# [TASK TO CARRY OUT]
Copy each line of the entries beneath that contains the word "owns".

*** EXERCISE INPUTS ***

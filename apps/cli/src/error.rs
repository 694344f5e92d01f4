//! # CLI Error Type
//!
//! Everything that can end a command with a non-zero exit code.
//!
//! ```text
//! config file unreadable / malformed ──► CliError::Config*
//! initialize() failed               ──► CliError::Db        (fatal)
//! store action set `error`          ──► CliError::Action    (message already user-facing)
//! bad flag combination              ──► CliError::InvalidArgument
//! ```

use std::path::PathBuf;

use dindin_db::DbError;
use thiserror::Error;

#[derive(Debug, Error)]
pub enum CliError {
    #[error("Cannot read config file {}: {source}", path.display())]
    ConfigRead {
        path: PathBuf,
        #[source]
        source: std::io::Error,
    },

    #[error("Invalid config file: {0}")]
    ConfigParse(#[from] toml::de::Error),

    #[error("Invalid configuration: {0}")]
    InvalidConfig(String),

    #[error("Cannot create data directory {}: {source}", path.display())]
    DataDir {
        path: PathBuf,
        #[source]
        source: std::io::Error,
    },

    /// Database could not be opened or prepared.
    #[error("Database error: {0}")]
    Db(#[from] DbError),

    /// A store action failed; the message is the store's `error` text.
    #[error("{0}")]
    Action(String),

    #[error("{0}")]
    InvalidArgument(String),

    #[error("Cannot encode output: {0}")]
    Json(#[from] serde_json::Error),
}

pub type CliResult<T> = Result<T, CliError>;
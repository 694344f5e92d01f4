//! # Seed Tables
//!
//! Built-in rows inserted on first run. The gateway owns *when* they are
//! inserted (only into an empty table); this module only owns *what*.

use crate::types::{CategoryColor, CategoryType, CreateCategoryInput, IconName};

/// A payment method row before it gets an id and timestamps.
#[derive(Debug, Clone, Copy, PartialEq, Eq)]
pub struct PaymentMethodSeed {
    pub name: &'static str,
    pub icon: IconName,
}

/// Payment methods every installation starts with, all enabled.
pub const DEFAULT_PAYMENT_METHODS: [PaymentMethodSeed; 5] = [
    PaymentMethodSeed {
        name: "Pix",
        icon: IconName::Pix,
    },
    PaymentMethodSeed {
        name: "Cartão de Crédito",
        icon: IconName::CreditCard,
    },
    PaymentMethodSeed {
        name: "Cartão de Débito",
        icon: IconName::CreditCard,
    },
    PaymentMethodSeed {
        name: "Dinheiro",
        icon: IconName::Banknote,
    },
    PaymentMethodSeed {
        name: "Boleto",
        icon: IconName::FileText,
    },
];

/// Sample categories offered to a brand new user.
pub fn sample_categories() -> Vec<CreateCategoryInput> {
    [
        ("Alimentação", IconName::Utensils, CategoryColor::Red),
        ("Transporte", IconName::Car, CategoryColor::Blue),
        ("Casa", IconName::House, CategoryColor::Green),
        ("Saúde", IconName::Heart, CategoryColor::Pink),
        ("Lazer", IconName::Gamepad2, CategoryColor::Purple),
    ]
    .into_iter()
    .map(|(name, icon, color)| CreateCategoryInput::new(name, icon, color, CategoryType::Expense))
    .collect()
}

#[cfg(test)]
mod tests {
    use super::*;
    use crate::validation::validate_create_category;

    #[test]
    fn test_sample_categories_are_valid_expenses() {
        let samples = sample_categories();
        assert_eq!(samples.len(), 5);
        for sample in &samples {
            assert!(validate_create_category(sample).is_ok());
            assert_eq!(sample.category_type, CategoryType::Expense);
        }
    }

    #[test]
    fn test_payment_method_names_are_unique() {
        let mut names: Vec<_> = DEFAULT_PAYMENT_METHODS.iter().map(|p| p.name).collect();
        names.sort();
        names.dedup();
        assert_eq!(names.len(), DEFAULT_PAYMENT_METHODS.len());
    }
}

*** End of EXERCISE INPUTS ***

# [SOLUTION]
//! Built-in rows inserted on first run. The gateway owns *when* they are
//! inserted (only into an empty table); this module only owns *what*.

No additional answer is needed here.